[Stored data entries]
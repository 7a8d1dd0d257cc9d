//! Course catalog operations shared by the pages, the JSON API and the CLI.
//!
//! Everything here works against [`Storage`] and adds the rules a relational
//! store alone would not give us: slug derivation and uniqueness, existence
//! checks with readable messages, lesson ordering and input validation.

use crate::constants::{ALL_CATEGORIES, COURSES_DIR, FEATURED_COURSES, RECENT_COURSES};
use crate::domain::*;
use crate::error::{AcademyError, Result};
use crate::slug::slugify;
use crate::storage::Storage;
use crate::upload::media_url;
use crate::validation::{self, present, require};
use chrono::Utc;
use std::path::{Path, PathBuf};
use std::sync::Arc;
use tracing::{debug, info, warn};

#[derive(Clone)]
pub struct Catalog {
    storage: Arc<dyn Storage>,
    upload_root: PathBuf,
}

/// Uses the explicit slug when one was given, the title otherwise.
fn resolve_slug(explicit: Option<&str>, title: &str) -> Result<String> {
    let slug = match present(explicit) {
        Some(s) => slugify(s),
        None => slugify(title),
    };
    if slug.is_empty() {
        return Err(AcademyError::validation("slug is required"));
    }
    Ok(slug)
}

fn trimmed(value: Option<String>) -> Option<String> {
    present(value.as_deref()).map(str::to_string)
}

fn matches_search(course: &Course, needle: &str) -> bool {
    course.title.to_lowercase().contains(needle)
        || course
            .description
            .as_deref()
            .is_some_and(|d| d.to_lowercase().contains(needle))
}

» **Prompt**:
Nothing may be omitted; retype every record exactly.

» **Output of the task**:
repository 7a8d1dd0d257cc9d
//! Course catalog operations shared by the pages, the JSON API and the CLI.
//!
//! Everything here works against [`Storage`] and adds the rules a relational
//! store alone would not give us: slug derivation and uniqueness, existence
//! checks with readable messages, lesson ordering and input validation.

use crate::constants::{ALL_CATEGORIES, COURSES_DIR, FEATURED_COURSES, RECENT_COURSES};
use crate::domain::*;
use crate::error::{AcademyError, Result};
use crate::slug::slugify;
use crate::storage::Storage;
use crate::upload::media_url;
use crate::validation::{self, present, require};
use chrono::Utc;
use std::path::{Path, PathBuf};
use std::sync::Arc;
use tracing::{debug, info, warn};

#[derive(Clone)]
pub struct Catalog {
    storage: Arc<dyn Storage>,
    upload_root: PathBuf,
}

/// Uses the explicit slug when one was given, the title otherwise.
fn resolve_slug(explicit: Option<&str>, title: &str) -> Result<String> {
    let slug = match present(explicit) {
        Some(s) => slugify(s),
        None => slugify(title),
    };
    if slug.is_empty() {
        return Err(AcademyError::validation("slug is required"));
    }
    Ok(slug)
}

fn trimmed(value: Option<String>) -> Option<String> {
    present(value.as_deref()).map(str::to_string)
}

fn matches_search(course: &Course, needle: &str) -> bool {
    course.title.to_lowercase().contains(needle)
        || course
            .description
            .as_deref()
            .is_some_and(|d| d.to_lowercase().contains(needle))
}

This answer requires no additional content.